WARRING VISIONS: Photography and Vietnam | By Thy Phu

Durham and London: Duke University Press, 2022. viii, 237 pp. (B&W photos, coloured photos.) US$26.00, paper. ISBN 9781478010753.


The Vietnam War, also called the American War in Vietnam, has long been interpreted as a watershed for contemporary visual culture. Known famously as the first televised war and memorialized by some of the most recognizable photographs in recent memory, the civil conflict and subsequent US occupation of Vietnam unfolded in the context of the global Cold War and influenced a generation of Euro-American scholars to regard photography (and especially war photography) with critical suspicion.
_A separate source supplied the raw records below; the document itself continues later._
//! Built-in renderers and the formatting helpers they share.
//!
//! Every renderer writes to a generic `io::Write` sink so that the binaries
//! can point them at stdout and tests can point them at a `Vec<u8>`. The
//! renderer contract returns nothing, so write failures are logged and
//! dropped.

use crate::binary::BinaryDigit;
use crate::error::ClockError;
use crate::registry::Renderer;
use crate::state::ClockState;
use serde::{Deserialize, Serialize};
use serde_json::ser::Formatter;
use std::fmt;
use std::io::{self, Stdout, Write};
use std::str::FromStr;
use std::sync::Arc;
use tokio::sync::Notify;
use tracing::{debug, warn};

const LIT: &str = "🌝";
const DARK: &str = "🌚";

/// How a single digit is spelled out.
#[derive(Debug, Clone, Copy, PartialEq, Eq)]
pub enum BitStyle {
    /// `1` and `0`.
    Binary,
    /// 🌝 for set bits, 🌚 for clear ones.
    Emoji,
    /// The digit's decimal value.
    Decimal,
}

/// Spells out `digit` in `style`.
pub fn format_digit(digit: &BinaryDigit, style: BitStyle) -> String {
    match style {
        BitStyle::Binary => digit
            .bits()
            .iter()
            .map(|&bit| if bit { '1' } else { '0' })
            .collect(),
        BitStyle::Emoji => digit
            .bits()
            .iter()
            .map(|&bit| if bit { LIT } else { DARK })
            .collect(),
        BitStyle::Decimal => digit.decimal_value().to_string(),
    }
}

/// `HH:MM:SS`, read back from the digits.
pub fn format_time(state: &ClockState) -> String {
    state.time_string()
}

fn write_panel<W: Write>(
    out: &mut W,
    state: &ClockState,
    header: &str,
    style: BitStyle,
) -> io::Result<()> {
    writeln!(out, "{header}")?;
    writeln!(out, "Time: {}", format_time(state))?;
    writeln!(out)?;
    for (label, tens, units) in state.rows() {
        writeln!(
            out,
            "{:<8}: {} {}",
            label,
            format_digit(&tens, style),
            format_digit(&units, style)
        )?;
    }
    out.flush()
}

fn write_raw<W: Write>(out: &mut W, state: &ClockState) -> io::Result<()> {
    writeln!(out, "Binary Clock API Raw Data")?;
    writeln!(out, "=========================")?;
    writeln!(out, "Timestamp: {}", state.timestamp())?;
    writeln!(out)?;
    for (label, tens, units) in state.rows() {
        for (place, digit) in [("Tens", tens), ("Units", units)] {
            let bits = digit
                .bit_values()
                .map(|bit| bit.to_string())
                .collect::<Vec<_>>()
                .join(",");
            writeln!(
                out,
                "{:<14}bit_count={}, decimal_value={}, bits=[{}]",
                format!("{label} {place}:"),
                digit.bit_count(),
                digit.decimal_value(),
                bits
            )?;
        }
    }
    out.flush()
}

fn write_compact<W: Write>(out: &mut W, state: &ClockState) -> io::Result<()> {
    let groups = state
        .rows()
        .iter()
        .map(|(_, tens, units)| {
            format!(
                "{} {}",
                format_digit(tens, BitStyle::Binary),
                format_digit(units, BitStyle::Binary)
            )
        })
        .collect::<Vec<_>>()
        .join(" : ");
    writeln!(out, "{} [{}]", format_time(state), groups)?;
    out.flush()
}

/// Writes the JSON display document: two-space indentation, bit arrays kept
/// on one line, trailing newline.
pub fn write_json<W: Write>(out: &mut W, state: &ClockState) -> io::Result<()> {
    {
        let mut serializer =
            serde_json::Serializer::with_formatter(&mut *out, ContractFormatter::new());
        state.json_document().serialize(&mut serializer)?;
    }
    writeln!(out)?;
    out.flush()
}

/// Pretty-printer for the JSON display contract. Objects are indented like
/// `serde_json`'s `PrettyFormatter`; arrays stay inline with no spaces.
#[derive(Debug, Default)]
struct ContractFormatter {
    depth: usize,
    has_value: bool,
}

impl ContractFormatter {
    fn new() -> Self {
        Self::default()
    }

    fn indent<W>(&self, writer: &mut W) -> io::Result<()>
    where
        W: ?Sized + Write,
    {
        for _ in 0..self.depth {
            writer.write_all(b"  ")?;
        }
        Ok(())
    }
}

impl Formatter for ContractFormatter {
    fn begin_array<W>(&mut self, writer: &mut W) -> io::Result<()>
    where
        W: ?Sized + Write,
    {
        writer.write_all(b"[")
    }

    fn end_array<W>(&mut self, writer: &mut W) -> io::Result<()>
    where
        W: ?Sized + Write,
    {
        writer.write_all(b"]")
    }

    fn begin_array_value<W>(&mut self, writer: &mut W, first: bool) -> io::Result<()>
    where
        W: ?Sized + Write,
    {
        if first {
            Ok(())
        } else {
            writer.write_all(b",")
        }
    }

    fn end_array_value<W>(&mut self, _writer: &mut W) -> io::Result<()>
    where
        W: ?Sized + Write,
    {
        Ok(())
    }

    fn begin_object<W>(&mut self, writer: &mut W) -> io::Result<()>
    where
        W: ?Sized + Write,
    {
        self.depth += 1;
        self.has_value = false;
        writer.write_all(b"{")
    }

    fn end_object<W>(&mut self, writer: &mut W) -> io::Result<()>
    where
        W: ?Sized + Write,
    {
        self.depth -= 1;
        if self.has_value {
            writer.write_all(b"\n")?;
            self.indent(writer)?;
        }
        writer.write_all(b"}")
    }

    fn begin_object_key<W>(&mut self, writer: &mut W, first: bool) -> io::Result<()>
    where
        W: ?Sized + Write,
    {
        if first {
            writer.write_all(b"\n")?;
        } else {
            writer.write_all(b",\n")?;
        }
        self.indent(writer)
    }

    fn begin_object_value<W>(&mut self, writer: &mut W) -> io::Result<()>
    where
        W: ?Sized + Write,
    {
        writer.write_all(b": ")
    }

    fn end_object_value<W>(&mut self, _writer: &mut W) -> io::Result<()>
    where
        W: ?Sized + Write,
    {
        self.has_value = true;
        Ok(())
    }
}

/// Wraps a sink and signals `closed` once a write fails with
/// `BrokenPipe`.
pub struct PipeWatch<W> {
    inner: W,
    closed: Arc<Notify>,
}

impl<W: Write> PipeWatch<W> {
    pub fn new(inner: W, closed: Arc<Notify>) -> Self {
        Self { inner, closed }
    }

    fn check<T>(&self, result: io::Result<T>) -> io::Result<T> {
        if let Err(e) = &result {
            if e.kind() == io::ErrorKind::BrokenPipe {
                debug!("Output closed by the reader");
                self.closed.notify_one();
            }
        }
        result
    }
}

impl<W: Write> Write for PipeWatch<W> {
    fn write(&mut self, buf: &[u8]) -> io::Result<usize> {
        let result = self.inner.write(buf);
        self.check(result)
    }

    fn flush(&mut self) -> io::Result<()> {
        let result = self.inner.flush();
        self.check(result)
    }
}

macro_rules! text_renderer {
    ($(#[$meta:meta])* $name:ident, $label:literal, |$out:ident, $state:ident| $body:expr) => {
        $(#[$meta])*
        pub struct $name<W = Stdout> {
            out: W,
        }

        impl $name<Stdout> {
            /// Renders to standard output.
            pub fn stdout() -> Self {
                Self::new(io::stdout())
            }
        }

        impl<W: Write> $name<W> {
            pub fn new(out: W) -> Self {
                Self { out }
            }

            /// Gives back the sink.
            pub fn into_inner(self) -> W {
                self.out
            }
        }

        impl<W: Write + Send> Renderer for $name<W> {
            fn render(&mut self, state: &ClockState) {
                let $out = &mut self.out;
                let $state = state;
                let result: io::Result<()> = $body;
                if let Err(e) = result {
                    warn!("{} display failed to write: {}", $label, e);
                }
            }
        }
    };
}

text_renderer!(
    /// Moon-emoji panel: 🌝 is a set bit, 🌚 a clear one.
    EmojiRenderer,
    "emoji",
    |out, state| write_panel(out, state, "🌝 Binary Clock 🌚", BitStyle::Emoji)
);

text_renderer!(
    /// The emoji panel drawn with `1` and `0`.
    AsciiRenderer,
    "binary",
    |out, state| write_panel(out, state, "Binary Clock (ASCII)", BitStyle::Binary)
);

text_renderer!(
    /// The JSON display document.
    JsonRenderer,
    "json",
    |out, state| write_json(out, state)
);

text_renderer!(
    /// A dump of every digit's width, value and bits.
    RawRenderer,
    "raw",
    |out, state| write_raw(out, state)
);

text_renderer!(
    /// One line per state: `HH:MM:SS [ttt uuuu : ttt uuuu : ttt uuuu]`.
    CompactRenderer,
    "compact",
    |out, state| write_compact(out, state)
);

text_renderer!(
    /// Clears the terminal and homes the cursor. Register it before the
    /// display it should clear for.
    ClearScreen,
    "clear",
    |out, _state| out.write_all(b"\x1b[2J\x1b[H").and_then(|_| out.flush())
);

/// The built-in display formats.
#[derive(
    Debug, Clone, Copy, PartialEq, Eq, Default, Serialize, Deserialize, clap::ValueEnum,
)]
#[serde(rename_all = "lowercase")]
pub enum DisplayMode {
    /// Moon emojis (default).
    #[default]
    Emoji,
    /// 0s and 1s.
    Binary,
    /// JSON document.
    Json,
    /// Raw digit data.
    Raw,
    /// Single line per update.
    Compact,
}

impl DisplayMode {
    pub const ALL: [DisplayMode; 5] = [
        DisplayMode::Emoji,
        DisplayMode::Binary,
        DisplayMode::Json,
        DisplayMode::Raw,
        DisplayMode::Compact,
    ];

    pub fn name(self) -> &'static str {
        match self {
            DisplayMode::Emoji => "emoji",
            DisplayMode::Binary => "binary",
            DisplayMode::Json => "json",
            DisplayMode::Raw => "raw",
            DisplayMode::Compact => "compact",
        }
    }

    /// Builds the renderer for this mode, writing to `out`.
    pub fn renderer<W: Write + Send + 'static>(self, out: W) -> Box<dyn Renderer> {
        match self {
            DisplayMode::Emoji => Box::new(EmojiRenderer::new(out)),
            DisplayMode::Binary => Box::new(AsciiRenderer::new(out)),
            DisplayMode::Json => Box::new(JsonRenderer::new(out)),
            DisplayMode::Raw => Box::new(RawRenderer::new(out)),
            DisplayMode::Compact => Box::new(CompactRenderer::new(out)),
        }
    }
}

impl fmt::Display for DisplayMode {
    fn fmt(&self, f: &mut fmt::Formatter<'_>) -> fmt::Result {
        f.write_str(self.name())
    }
}

impl FromStr for DisplayMode {
    type Err = ClockError;

    fn from_str(s: &str) -> Result<Self, Self::Err> {
        DisplayMode::ALL
            .into_iter()
            .find(|mode| mode.name() == s)
            .ok_or_else(|| ClockError::Parse {
                input: s.to_string(),
                reason: "valid modes: emoji, binary, json, raw, compact".to_string(),
            })
    }
}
In Warring Visions, Phu offers readers an entirely fresh perspective on the role of photography in Vietnam, pushing beyond a typical American framework to centralize photographic practices of the North and South Vietnamese. Drawing on her family’s experience fleeing Vietnam after the war, alongside staged compositions, orphaned photographs recovered from dusty antique shops, and more traditional sources such as interviews and official state archives, Phu painstakingly examines the “visual struggle” that took place between these two opposing sides. “Warring visions,” she explains, “denote how Vietnamese communities actively enlisted images to project aesthetic and ideological positions, the stakes of which were nothing less than legitimizing competing claims to the nation” (15). Phu’s book is divided into two parts, the first of which examines North Vietnamese photography and its development of “socialist ways of seeing Vietnam” (29) and the second of which explores the importance of re-enactment, remembrance, and recollection for the South Vietnamese diaspora. While each section features images that I, as a scholar of both documentary history and the Vietnam War, have never seen before, the second half of the book is particularly indispensable for its inclusion of South Vietnamese perspectives, which are not contained in official archives and are thus more difficult to obtain and apprehend.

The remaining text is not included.